When you have gone through the entries below, state how many lines include the word "stdout" and write nothing else.

===== Source material =====

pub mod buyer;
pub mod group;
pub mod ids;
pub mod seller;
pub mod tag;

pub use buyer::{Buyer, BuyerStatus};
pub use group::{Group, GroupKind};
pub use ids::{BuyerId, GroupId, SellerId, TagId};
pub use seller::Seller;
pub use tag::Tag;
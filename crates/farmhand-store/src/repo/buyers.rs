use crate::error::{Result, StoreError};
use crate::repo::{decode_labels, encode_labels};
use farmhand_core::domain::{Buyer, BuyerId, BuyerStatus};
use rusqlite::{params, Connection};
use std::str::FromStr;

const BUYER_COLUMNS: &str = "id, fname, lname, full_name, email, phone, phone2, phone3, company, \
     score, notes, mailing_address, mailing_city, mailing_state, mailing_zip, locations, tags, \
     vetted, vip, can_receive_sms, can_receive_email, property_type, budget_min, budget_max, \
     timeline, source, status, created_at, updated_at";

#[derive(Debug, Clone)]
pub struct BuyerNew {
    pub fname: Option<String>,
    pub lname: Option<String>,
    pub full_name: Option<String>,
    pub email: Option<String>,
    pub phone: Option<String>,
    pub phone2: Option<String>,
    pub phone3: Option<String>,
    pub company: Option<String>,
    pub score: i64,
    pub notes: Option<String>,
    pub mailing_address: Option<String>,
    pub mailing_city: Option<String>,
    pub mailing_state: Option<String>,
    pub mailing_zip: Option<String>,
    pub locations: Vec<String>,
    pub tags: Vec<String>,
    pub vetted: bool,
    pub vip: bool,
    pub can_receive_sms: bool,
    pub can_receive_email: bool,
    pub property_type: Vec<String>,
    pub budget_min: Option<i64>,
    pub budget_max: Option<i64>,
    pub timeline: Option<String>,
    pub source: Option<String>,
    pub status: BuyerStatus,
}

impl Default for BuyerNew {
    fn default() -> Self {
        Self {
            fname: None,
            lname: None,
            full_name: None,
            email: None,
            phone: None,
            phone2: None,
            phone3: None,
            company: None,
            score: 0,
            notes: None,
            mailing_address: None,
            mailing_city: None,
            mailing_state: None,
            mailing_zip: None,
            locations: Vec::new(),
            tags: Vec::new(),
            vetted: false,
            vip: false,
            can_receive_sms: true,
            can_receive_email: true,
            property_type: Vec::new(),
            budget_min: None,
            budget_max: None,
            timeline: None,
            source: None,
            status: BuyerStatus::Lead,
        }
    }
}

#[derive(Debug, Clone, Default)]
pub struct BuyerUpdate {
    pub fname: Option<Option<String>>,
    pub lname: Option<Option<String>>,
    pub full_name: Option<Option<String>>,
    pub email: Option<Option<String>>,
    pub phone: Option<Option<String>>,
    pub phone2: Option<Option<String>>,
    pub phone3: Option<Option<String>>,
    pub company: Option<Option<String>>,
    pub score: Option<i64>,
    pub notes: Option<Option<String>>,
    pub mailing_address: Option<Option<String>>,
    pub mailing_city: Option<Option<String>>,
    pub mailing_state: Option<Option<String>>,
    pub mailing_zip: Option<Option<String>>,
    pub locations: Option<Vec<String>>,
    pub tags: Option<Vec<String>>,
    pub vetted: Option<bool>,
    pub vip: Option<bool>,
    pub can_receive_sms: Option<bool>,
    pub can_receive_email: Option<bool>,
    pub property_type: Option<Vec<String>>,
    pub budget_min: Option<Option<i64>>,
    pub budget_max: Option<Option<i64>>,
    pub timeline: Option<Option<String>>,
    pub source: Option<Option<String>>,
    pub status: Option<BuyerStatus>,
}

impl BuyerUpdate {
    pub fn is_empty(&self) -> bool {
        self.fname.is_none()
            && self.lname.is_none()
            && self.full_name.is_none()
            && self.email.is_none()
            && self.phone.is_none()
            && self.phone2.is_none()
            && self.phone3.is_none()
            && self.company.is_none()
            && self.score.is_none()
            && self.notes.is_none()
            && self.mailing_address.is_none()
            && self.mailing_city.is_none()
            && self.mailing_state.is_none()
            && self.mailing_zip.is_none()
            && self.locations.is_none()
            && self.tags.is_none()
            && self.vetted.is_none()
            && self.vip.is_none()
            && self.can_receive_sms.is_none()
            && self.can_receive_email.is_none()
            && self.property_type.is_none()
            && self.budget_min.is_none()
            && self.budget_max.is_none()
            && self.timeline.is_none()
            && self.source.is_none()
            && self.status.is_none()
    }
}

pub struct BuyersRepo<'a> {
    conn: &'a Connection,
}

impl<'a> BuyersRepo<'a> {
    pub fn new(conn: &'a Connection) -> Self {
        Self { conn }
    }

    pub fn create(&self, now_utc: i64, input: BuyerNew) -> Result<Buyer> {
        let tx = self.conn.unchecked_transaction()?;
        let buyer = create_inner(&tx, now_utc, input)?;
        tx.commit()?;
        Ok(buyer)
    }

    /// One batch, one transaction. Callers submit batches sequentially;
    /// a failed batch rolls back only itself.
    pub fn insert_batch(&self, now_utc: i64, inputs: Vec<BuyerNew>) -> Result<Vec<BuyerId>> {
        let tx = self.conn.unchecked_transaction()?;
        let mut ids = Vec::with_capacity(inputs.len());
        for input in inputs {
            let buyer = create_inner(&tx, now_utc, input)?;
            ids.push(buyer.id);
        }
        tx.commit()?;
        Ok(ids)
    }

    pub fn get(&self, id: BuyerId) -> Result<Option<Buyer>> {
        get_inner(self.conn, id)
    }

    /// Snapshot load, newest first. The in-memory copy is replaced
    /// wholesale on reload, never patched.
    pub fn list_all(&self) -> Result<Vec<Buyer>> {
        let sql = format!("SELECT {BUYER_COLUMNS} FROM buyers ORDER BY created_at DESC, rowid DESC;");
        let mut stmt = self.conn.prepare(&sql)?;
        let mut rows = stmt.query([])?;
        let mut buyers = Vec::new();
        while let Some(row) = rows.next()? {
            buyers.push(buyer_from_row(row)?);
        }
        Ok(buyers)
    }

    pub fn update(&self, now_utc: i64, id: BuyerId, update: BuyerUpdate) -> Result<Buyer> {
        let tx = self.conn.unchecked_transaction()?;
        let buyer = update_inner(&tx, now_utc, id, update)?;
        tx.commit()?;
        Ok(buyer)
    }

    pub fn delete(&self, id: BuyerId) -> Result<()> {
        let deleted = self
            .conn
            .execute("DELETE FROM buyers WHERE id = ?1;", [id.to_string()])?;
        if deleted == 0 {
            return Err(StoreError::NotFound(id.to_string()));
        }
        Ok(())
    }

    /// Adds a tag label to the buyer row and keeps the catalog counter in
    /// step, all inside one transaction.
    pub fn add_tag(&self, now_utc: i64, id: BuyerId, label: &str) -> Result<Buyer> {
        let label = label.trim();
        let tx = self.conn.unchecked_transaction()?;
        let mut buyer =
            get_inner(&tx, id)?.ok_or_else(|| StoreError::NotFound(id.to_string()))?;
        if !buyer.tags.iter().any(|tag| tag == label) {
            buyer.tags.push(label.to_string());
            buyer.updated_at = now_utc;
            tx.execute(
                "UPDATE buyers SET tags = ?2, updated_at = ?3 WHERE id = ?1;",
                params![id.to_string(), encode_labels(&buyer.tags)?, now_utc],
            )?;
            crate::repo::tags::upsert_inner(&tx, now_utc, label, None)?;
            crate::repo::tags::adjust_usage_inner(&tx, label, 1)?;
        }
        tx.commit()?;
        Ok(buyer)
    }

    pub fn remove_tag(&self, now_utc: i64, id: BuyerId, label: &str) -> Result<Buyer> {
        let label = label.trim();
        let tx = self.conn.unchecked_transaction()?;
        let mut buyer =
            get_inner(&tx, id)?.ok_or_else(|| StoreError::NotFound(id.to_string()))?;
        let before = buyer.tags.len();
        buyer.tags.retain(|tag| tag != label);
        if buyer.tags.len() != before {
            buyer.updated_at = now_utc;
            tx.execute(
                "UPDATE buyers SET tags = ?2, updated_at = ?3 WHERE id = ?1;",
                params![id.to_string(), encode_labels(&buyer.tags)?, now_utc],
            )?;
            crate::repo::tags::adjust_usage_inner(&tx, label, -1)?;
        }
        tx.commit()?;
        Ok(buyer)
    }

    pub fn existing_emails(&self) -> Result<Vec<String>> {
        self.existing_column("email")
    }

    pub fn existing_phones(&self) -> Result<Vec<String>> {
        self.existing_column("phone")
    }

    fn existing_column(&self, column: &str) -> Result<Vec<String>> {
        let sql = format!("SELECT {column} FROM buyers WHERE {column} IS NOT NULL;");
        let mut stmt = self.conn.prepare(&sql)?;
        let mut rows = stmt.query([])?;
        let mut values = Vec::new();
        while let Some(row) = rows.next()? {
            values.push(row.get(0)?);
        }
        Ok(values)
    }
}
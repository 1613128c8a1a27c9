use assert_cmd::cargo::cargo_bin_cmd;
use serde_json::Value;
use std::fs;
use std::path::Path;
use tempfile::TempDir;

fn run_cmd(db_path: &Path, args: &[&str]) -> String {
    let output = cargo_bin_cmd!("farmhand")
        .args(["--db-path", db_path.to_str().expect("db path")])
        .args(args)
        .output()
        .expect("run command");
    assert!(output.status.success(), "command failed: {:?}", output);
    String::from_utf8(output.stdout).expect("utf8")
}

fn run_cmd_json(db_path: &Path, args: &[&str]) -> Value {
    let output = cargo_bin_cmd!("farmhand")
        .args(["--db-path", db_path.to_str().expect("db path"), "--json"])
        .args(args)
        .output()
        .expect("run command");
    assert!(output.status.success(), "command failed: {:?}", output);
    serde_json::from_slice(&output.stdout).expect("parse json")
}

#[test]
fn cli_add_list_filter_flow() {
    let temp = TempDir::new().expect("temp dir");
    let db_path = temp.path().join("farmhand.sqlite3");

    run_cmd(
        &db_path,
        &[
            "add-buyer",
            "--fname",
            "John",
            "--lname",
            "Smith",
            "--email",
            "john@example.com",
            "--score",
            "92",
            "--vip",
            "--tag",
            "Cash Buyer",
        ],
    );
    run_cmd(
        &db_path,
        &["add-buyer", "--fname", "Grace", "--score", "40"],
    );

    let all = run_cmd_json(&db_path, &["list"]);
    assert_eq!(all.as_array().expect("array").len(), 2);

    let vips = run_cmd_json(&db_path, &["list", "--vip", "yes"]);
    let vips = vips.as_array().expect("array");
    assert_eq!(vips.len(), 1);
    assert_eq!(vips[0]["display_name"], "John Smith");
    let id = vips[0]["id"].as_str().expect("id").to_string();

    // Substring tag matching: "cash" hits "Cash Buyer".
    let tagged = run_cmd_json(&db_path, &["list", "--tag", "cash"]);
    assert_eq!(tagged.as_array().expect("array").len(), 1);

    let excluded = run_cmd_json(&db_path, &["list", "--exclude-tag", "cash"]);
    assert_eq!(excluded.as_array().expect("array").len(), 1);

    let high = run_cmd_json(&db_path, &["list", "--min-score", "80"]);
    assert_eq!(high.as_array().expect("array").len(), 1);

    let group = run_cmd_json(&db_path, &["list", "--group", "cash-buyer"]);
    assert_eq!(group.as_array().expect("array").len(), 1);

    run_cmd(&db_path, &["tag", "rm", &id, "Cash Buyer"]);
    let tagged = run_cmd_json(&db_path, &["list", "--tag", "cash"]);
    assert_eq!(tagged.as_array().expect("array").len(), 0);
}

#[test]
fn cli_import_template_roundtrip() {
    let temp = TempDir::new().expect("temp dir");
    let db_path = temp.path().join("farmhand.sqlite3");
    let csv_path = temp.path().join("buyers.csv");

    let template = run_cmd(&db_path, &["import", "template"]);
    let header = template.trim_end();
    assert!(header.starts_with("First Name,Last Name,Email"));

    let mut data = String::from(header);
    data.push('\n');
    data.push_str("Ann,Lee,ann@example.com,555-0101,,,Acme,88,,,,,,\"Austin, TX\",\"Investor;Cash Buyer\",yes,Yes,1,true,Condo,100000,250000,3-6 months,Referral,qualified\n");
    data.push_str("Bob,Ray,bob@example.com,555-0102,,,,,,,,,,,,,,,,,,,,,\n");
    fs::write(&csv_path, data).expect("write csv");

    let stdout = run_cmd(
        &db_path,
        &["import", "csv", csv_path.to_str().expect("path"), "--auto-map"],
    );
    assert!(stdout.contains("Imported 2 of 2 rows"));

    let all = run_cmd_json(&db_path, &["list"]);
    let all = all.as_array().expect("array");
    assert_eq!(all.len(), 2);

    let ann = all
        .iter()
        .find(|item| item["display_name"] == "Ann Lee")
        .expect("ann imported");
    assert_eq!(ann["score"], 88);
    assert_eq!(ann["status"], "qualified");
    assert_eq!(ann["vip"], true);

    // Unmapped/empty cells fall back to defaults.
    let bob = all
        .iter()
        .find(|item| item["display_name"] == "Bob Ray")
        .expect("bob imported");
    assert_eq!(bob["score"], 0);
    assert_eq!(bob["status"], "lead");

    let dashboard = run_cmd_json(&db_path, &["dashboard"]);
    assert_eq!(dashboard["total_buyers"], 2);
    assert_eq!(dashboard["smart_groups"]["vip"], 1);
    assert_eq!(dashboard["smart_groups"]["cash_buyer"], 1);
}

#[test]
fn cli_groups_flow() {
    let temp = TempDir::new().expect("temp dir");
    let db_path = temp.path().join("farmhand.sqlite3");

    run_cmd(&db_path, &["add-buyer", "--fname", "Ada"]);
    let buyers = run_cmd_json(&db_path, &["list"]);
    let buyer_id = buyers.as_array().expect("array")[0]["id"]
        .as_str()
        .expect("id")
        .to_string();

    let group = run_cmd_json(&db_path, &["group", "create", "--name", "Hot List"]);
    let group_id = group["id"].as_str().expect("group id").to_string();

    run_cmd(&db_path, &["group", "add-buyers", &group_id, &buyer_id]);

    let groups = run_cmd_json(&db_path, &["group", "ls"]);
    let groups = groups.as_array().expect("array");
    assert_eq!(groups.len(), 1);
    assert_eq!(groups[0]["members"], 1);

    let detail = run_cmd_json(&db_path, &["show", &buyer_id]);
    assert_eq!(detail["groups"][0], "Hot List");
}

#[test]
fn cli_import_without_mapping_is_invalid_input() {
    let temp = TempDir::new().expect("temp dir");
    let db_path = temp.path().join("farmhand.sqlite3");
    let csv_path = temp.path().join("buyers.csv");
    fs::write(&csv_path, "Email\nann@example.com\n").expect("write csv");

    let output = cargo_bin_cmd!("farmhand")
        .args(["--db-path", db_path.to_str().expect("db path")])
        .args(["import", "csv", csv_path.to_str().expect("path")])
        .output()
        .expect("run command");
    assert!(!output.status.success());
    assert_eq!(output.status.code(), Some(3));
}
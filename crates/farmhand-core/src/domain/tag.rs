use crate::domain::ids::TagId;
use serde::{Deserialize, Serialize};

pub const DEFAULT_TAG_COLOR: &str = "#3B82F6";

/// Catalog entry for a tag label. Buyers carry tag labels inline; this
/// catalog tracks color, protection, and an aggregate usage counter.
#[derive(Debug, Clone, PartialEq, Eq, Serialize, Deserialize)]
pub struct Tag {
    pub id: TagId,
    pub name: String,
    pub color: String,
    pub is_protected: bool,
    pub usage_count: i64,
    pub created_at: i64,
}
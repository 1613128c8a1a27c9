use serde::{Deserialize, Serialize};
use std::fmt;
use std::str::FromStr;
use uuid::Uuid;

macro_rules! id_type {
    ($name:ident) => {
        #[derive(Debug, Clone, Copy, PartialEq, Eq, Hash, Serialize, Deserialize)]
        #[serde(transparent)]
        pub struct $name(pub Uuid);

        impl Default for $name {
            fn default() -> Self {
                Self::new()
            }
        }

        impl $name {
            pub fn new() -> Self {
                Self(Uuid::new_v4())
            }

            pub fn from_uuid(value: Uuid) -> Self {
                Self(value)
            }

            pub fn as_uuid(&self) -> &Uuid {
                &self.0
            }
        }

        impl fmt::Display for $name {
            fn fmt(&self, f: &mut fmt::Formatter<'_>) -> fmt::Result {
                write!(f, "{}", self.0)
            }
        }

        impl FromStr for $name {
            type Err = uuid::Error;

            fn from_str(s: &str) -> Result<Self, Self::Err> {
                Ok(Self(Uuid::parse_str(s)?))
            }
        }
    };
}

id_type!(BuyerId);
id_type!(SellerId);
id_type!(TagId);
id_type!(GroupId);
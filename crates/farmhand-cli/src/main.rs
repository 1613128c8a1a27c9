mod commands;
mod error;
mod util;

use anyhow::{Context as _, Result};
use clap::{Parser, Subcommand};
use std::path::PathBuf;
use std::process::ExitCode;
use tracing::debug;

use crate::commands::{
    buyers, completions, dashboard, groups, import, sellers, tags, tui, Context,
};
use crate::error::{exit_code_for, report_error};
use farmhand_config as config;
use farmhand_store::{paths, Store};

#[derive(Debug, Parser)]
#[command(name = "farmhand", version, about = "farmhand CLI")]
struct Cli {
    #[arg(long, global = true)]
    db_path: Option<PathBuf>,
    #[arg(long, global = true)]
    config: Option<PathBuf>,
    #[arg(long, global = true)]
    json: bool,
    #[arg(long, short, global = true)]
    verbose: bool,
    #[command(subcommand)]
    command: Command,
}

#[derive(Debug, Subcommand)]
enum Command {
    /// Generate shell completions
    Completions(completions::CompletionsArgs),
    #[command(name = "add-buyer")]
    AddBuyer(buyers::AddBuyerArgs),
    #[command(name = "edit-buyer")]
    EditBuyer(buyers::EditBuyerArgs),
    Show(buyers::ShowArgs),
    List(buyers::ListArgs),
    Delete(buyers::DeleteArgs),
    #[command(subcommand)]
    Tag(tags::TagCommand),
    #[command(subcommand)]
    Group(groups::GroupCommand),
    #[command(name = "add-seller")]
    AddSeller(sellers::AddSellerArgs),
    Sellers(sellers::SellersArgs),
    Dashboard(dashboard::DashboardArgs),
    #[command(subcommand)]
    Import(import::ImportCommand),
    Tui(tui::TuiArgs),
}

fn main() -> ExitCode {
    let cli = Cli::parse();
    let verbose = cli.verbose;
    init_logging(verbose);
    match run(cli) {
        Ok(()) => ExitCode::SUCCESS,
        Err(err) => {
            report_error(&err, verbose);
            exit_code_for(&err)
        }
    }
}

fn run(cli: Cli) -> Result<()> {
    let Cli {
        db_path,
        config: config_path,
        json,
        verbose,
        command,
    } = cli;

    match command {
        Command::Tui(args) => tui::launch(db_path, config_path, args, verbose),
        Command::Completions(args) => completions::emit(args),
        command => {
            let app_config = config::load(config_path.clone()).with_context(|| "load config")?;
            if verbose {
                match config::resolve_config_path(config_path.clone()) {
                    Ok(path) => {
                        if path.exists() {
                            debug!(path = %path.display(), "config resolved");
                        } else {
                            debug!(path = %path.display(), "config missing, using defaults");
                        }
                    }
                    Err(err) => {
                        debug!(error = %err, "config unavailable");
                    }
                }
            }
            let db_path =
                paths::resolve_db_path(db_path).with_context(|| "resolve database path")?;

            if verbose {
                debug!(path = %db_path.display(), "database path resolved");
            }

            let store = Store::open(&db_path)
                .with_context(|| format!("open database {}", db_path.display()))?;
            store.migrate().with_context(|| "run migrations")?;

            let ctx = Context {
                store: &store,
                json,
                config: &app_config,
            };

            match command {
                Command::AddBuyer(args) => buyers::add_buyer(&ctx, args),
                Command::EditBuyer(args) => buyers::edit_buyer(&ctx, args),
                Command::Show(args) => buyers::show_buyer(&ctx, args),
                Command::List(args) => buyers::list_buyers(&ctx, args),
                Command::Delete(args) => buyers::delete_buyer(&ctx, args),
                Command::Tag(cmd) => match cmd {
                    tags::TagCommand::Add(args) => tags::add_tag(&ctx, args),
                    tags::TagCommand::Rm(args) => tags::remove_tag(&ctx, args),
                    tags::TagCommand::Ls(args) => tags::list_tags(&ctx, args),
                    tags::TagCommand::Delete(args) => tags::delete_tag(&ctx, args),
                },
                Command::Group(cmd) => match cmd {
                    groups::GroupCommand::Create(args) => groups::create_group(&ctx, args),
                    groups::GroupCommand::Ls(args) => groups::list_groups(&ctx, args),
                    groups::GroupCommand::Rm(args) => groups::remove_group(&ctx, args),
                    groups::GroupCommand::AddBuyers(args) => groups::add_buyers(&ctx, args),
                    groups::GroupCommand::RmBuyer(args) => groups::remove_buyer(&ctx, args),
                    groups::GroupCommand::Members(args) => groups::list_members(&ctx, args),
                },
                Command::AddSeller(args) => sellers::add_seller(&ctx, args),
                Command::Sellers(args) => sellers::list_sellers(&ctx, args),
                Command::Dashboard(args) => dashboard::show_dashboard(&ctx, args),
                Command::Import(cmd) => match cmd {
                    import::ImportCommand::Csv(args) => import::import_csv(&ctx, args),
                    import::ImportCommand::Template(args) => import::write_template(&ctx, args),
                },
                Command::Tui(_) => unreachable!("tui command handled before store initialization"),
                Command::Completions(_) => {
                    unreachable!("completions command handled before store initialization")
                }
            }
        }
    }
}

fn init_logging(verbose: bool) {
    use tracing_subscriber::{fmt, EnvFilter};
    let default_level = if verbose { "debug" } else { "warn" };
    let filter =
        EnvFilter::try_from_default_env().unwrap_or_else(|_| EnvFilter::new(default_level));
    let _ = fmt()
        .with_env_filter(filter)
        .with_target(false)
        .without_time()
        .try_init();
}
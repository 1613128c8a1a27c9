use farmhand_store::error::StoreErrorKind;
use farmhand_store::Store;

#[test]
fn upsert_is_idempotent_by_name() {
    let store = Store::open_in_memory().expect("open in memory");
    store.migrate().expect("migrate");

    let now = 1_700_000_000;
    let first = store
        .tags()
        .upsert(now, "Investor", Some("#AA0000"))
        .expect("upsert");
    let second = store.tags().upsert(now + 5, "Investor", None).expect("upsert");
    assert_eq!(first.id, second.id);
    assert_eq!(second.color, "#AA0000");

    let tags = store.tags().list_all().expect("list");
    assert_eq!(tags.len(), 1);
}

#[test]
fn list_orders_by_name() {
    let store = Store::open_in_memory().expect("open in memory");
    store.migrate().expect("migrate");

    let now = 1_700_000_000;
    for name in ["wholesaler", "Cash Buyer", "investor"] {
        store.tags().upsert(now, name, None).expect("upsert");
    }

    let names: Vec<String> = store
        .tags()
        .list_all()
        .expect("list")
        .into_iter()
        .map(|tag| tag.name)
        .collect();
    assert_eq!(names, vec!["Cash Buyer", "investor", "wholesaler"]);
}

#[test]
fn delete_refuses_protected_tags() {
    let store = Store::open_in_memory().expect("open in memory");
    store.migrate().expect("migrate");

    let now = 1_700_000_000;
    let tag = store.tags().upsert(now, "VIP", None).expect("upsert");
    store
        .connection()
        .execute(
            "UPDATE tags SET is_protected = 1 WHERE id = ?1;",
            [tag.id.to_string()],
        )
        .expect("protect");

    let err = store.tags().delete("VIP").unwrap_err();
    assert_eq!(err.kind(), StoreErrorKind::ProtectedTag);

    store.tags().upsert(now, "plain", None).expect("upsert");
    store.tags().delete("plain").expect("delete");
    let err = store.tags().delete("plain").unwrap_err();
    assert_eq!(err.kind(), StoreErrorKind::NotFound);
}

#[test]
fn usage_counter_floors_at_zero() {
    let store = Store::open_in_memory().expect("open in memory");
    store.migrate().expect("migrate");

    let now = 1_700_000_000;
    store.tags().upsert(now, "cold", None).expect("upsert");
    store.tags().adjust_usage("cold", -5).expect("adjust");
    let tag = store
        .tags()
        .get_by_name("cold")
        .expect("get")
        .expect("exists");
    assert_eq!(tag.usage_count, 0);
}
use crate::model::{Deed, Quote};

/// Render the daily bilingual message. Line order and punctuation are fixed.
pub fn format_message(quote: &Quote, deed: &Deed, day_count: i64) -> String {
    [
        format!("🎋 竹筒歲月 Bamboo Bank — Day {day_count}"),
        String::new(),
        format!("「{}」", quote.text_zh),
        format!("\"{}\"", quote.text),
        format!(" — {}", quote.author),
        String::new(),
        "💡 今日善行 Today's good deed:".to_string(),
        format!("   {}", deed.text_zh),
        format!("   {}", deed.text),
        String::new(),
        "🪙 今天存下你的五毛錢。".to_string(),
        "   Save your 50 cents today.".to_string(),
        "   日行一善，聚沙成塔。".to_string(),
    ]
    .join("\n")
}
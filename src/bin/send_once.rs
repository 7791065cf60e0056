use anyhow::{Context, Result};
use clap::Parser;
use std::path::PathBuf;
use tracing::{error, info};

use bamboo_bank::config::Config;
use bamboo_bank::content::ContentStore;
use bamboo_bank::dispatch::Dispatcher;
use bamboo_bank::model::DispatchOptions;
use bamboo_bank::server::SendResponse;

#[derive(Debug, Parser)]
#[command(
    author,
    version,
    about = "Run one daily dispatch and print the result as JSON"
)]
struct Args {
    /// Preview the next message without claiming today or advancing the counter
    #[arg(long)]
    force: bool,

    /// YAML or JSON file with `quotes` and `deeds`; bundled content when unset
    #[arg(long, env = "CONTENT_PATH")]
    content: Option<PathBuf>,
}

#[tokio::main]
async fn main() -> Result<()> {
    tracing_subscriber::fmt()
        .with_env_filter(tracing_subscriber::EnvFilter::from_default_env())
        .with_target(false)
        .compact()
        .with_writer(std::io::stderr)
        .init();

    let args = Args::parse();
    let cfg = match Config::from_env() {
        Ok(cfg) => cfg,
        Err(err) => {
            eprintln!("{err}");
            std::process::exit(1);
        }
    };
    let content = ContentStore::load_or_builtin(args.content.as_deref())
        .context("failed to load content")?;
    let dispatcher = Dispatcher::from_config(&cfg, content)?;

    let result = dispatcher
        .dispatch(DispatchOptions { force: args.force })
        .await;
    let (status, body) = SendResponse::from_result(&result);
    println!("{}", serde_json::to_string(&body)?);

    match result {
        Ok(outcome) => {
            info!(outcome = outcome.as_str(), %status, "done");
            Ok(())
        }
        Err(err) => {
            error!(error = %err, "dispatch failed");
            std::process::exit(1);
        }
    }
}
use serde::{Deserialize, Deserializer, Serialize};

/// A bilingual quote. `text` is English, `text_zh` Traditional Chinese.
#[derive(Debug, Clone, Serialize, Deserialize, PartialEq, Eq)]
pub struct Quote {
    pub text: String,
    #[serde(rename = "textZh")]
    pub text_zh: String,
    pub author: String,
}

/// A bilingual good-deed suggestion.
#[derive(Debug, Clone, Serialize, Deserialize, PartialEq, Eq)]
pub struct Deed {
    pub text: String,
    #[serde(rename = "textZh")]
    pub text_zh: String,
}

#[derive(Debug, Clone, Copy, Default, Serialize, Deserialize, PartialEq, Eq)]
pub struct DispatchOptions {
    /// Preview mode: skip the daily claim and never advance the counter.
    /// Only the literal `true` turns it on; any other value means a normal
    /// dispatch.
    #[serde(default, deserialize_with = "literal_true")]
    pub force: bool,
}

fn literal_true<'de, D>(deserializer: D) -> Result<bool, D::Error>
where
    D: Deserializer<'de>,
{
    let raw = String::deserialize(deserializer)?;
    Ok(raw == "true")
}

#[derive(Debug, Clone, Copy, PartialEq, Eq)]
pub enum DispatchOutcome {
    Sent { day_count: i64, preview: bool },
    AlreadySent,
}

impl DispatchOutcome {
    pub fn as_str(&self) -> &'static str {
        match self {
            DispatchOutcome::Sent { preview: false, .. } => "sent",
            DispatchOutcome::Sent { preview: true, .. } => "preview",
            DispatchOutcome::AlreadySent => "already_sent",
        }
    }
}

=====

Response box:
4